Четыре крыла Земли (Казарновский) - страница 14

Оказавшись внизу, они двинулись по лесу и шли примерно до полуночи, когда Велвел почувствовал, что у него нет больше сил шагать. Место для ночевки оказалось не самым удачным – неподалеку была польская деревня. Зато прямо на поляне, где они остановились, стоял стог сена, куда они и залезли, поужинав: Велвел сухарем, который Ента Хандт из запрещенного немцами благотворительного общества, рискуя жизнью, три дня назад принесла им, а отец – чистым лесным воздухом, пьянящим после духоты и вони, царивших в гетто. Последние слова засыпающего Велвела были: «Как проснусь, пойду в деревню, раздобуду нам что-нибудь поесть...» Отец усмехнулся, глядя на птичье личико спящего сына. «Пойду, раздобуду». Завтра весь день надо будет сидеть в стогу, а как стемнеет...

Спать отец не мог – все время мерещились лица Ханны, Эстерке и Ривкеле, но шевелиться боялся: ночью в лесу все шорохи слышны, а неподалеку поляки. Поляки… немцы… и в каждом – Гжимек. В ком побольше, в ком поменьше, в ком совсем маленький… Но в каждом.

Так и лежал неподвижно с открытыми глазами, лежал-лежал, лежал-лежал, а под утро все же задремал. Разбудил его выстрел, раздавшийся неподалеку. Еще не открыв глаза, он понял: «Велвел». А открыв, увидел, что солнце давно взошло и перебирает росистый бисер на зеленой шевелюре стога. Велвела, естественно, рядом не было. Отец скатился со стога, и забыв об опасности, – что ему теперь была любая опасность?! – кинулся в сторону деревни, бормоча на бегу: «Немцы? Поляки? Немцы? Поляки?» Мальчик до деревни не дошел – лежал на дороге. Это значило – немцы. Если бы добрался до деревни, тогда убили бы поляки.

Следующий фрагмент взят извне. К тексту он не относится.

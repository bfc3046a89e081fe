use super::*;

// 泛型 R: 返回值
// 只读遍历，由实现者决定如何下降到子节点 (例如打印器)
pub trait Visitor<R> {
    // 访问程序
    fn visit_program(&mut self, program: &Program) -> R;

    // 访问主类
    fn visit_main_class(&mut self, main: &MainClass) -> R;

    // 访问类声明
    fn visit_class(&mut self, class: &ClassDecl) -> R;

    // 访问方法
    fn visit_method(&mut self, method: &MethodDecl) -> R;

    // 访问语句
    fn visit_stmt(&mut self, stmt: &Stmt) -> R;

    // 访问表达式
    fn visit_expr(&mut self, expr: &Expr) -> R;
}

/// 可变遍历
///
/// 每个方法默认调用对应的 `walk_*` 完整下降，实现者只需覆盖关心的节点。
pub trait VisitorMut {
    fn visit_program_mut(&mut self, program: &mut Program) {
        walk_program_mut(self, program);
    }

    fn visit_class_mut(&mut self, class: &mut ClassDecl) {
        walk_class_mut(self, class);
    }

    fn visit_method_mut(&mut self, method: &mut MethodDecl) {
        walk_method_mut(self, method);
    }

    fn visit_var_decl_mut(&mut self, _decl: &mut VarDecl) {}

    fn visit_param_mut(&mut self, _param: &mut Param) {}

    fn visit_stmt_mut(&mut self, stmt: &mut Stmt) {
        walk_stmt_mut(self, stmt);
    }

    fn visit_recur_mut(&mut self, recur: &mut Recur) {
        walk_recur_mut(self, recur);
    }

    fn visit_expr_mut(&mut self, expr: &mut Expr) {
        walk_expr_mut(self, expr);
    }
}

pub fn walk_program_mut<V: VisitorMut + ?Sized>(v: &mut V, program: &mut Program) {
    v.visit_stmt_mut(&mut program.main.body);
    for class in &mut program.classes {
        v.visit_class_mut(class);
    }
}

pub fn walk_class_mut<V: VisitorMut + ?Sized>(v: &mut V, class: &mut ClassDecl) {
    for field in &mut class.fields {
        v.visit_var_decl_mut(field);
    }
    for method in &mut class.methods {
        v.visit_method_mut(method);
    }
}

pub fn walk_method_mut<V: VisitorMut + ?Sized>(v: &mut V, method: &mut MethodDecl) {
    for param in &mut method.params {
        v.visit_param_mut(param);
    }
    for local in &mut method.locals {
        v.visit_var_decl_mut(local);
    }
    for stmt in &mut method.body {
        v.visit_stmt_mut(stmt);
    }
    match &mut method.result {
        MethodResult::Return { value, .. } => v.visit_expr_mut(value),
        MethodResult::Recur(recur) => v.visit_recur_mut(recur),
    }
}

pub fn walk_stmt_mut<V: VisitorMut + ?Sized>(v: &mut V, stmt: &mut Stmt) {
    match stmt {
        Stmt::Block { statements, .. } => {
            for s in statements {
                v.visit_stmt_mut(s);
            }
        }
        Stmt::If {
            condition,
            then_branch,
            else_branch,
            ..
        } => {
            v.visit_expr_mut(condition);
            v.visit_stmt_mut(then_branch);
            v.visit_stmt_mut(else_branch);
        }
        Stmt::While {
            condition, body, ..
        } => {
            v.visit_expr_mut(condition);
            v.visit_stmt_mut(body);
        }
        Stmt::Print { value, .. } | Stmt::Assign { value, .. } => v.visit_expr_mut(value),
        Stmt::ArrayAssign { index, value, .. } => {
            v.visit_expr_mut(index);
            v.visit_expr_mut(value);
        }
        Stmt::Recur(recur) => v.visit_recur_mut(recur),
        Stmt::Error { .. } => {}
    }
}

pub fn walk_recur_mut<V: VisitorMut + ?Sized>(v: &mut V, recur: &mut Recur) {
    v.visit_expr_mut(&mut recur.condition);
    for arg in &mut recur.args {
        v.visit_expr_mut(arg);
    }
    v.visit_expr_mut(&mut recur.fallback);
}

pub fn walk_expr_mut<V: VisitorMut + ?Sized>(v: &mut V, expr: &mut Expr) {
    match &mut expr.kind {
        ExprKind::IntLiteral(_)
        | ExprKind::BoolLiteral(_)
        | ExprKind::Identifier(_)
        | ExprKind::This
        | ExprKind::NewObject(_)
        | ExprKind::Error => {}
        ExprKind::NewArray(inner)
        | ExprKind::ArrayLength(inner)
        | ExprKind::Not(inner)
        | ExprKind::Paren(inner) => v.visit_expr_mut(inner),
        ExprKind::ArrayIndex { array, index } => {
            v.visit_expr_mut(array);
            v.visit_expr_mut(index);
        }
        ExprKind::MethodCall { receiver, args, .. } => {
            v.visit_expr_mut(receiver);
            for arg in args {
                v.visit_expr_mut(arg);
            }
        }
        ExprKind::Binary(left, _, right) => {
            v.visit_expr_mut(left);
            v.visit_expr_mut(right);
        }
    }
}
pub use minijava_diagnostics::Span;

#[derive(Debug, Clone, PartialEq, Eq)]
pub struct Expr {
    pub kind: ExprKind,
    pub span: Span,
}

impl Expr {
    pub fn new(kind: ExprKind, span: Span) -> Self {
        Self { kind, span }
    }

    /// 解析失败处的占位节点
    pub fn error(span: Span) -> Self {
        Self::new(ExprKind::Error, span)
    }
}

#[derive(Debug, Clone, PartialEq, Eq)]
pub enum ExprKind {
    // 字面量: 42, true
    IntLiteral(i32),
    BoolLiteral(bool),

    // 变量使用: x, count
    Identifier(String),

    This,

    // 数组构造: new int[n]
    NewArray(Box<Expr>),

    // 对象构造: new Foo()
    NewObject(String),

    // 数组下标: a[i]
    ArrayIndex {
        array: Box<Expr>,
        index: Box<Expr>,
    },

    // 数组长度: a.length
    ArrayLength(Box<Expr>),

    // 方法调用: obj.m(1, 2)
    MethodCall {
        receiver: Box<Expr>,
        method: String,
        args: Vec<Expr>,
    },

    // 逻辑非: !b
    Not(Box<Expr>),

    // 二元操作: a + b, a < b
    Binary(Box<Expr>, BinaryOp, Box<Expr>),

    // 括号: (a + b)，保留下来以便打印回原样
    Paren(Box<Expr>),

    // 错误占位符
    Error,
}

impl ExprKind {
    /// 附上位置，构成完整节点
    pub fn at(self, span: Span) -> Expr {
        Expr::new(self, span)
    }
}

#[derive(Debug, Clone, Copy, PartialEq, Eq, Hash)]
pub enum BinaryOp {
    And,      // &&
    LessThan, // <
    Plus,     // +
    Minus,    // -
    Times,    // *
}

impl BinaryOp {
    pub fn symbol(&self) -> &'static str {
        match self {
            Self::And => "&&",
            Self::LessThan => "<",
            Self::Plus => "+",
            Self::Minus => "-",
            Self::Times => "*",
        }
    }
}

«Вот и за Велвелом пришли», – твердил отец, расковыривая землю прихваченным из дому ножом краснодеревщика, чтобы похоронить Велвела. Когда дело было сделано, он поднялся. «Я их обману, – сказал он себе. – Я не буду дожидаться, пока за мной придут!» Он ведь взял с собой не только нож, но и веревку захватил – думал, пригодится при спуске с обрыва, если что – Велвелу бросить. Нож он отшвырнул в сторону – нечего заниматься ловлей ветра! А веревку... Что ж, вот это дерево с такими толстыми сучьями вполне подойдет. И растут они достаточно высоко.

«А может, лучше немцев вешать, а не самого себя?» – произнес на идише подошедший неслышно мужчина с трофейным «шмайсером» и положил ему руку на плечо.

Партизан в этих местах было мало, тем более, еврейских партизан. Но когда Вс-вышний решает продлить человеку жизнь, степень вероятности значения не имеет. А люди говорят – «повезло».

Провоевав сначала в еврейском отряде, а потом в Армии Людовой, он приехал в родной город. Все было, как прежде – дома, лебеди, утюжащие пруд у главных ворот Стрыйского парка, тополиные аллеи, трамвайные линии, старинные дворцы, люди. Только люди были другие, лица другие. Евреев не было. Надписи на идиш кое-где сохранились, но читать их было некому. Там, где когда-то трепетали клейзмерские скрипки, теперь грохотали армейские духовые оркестры.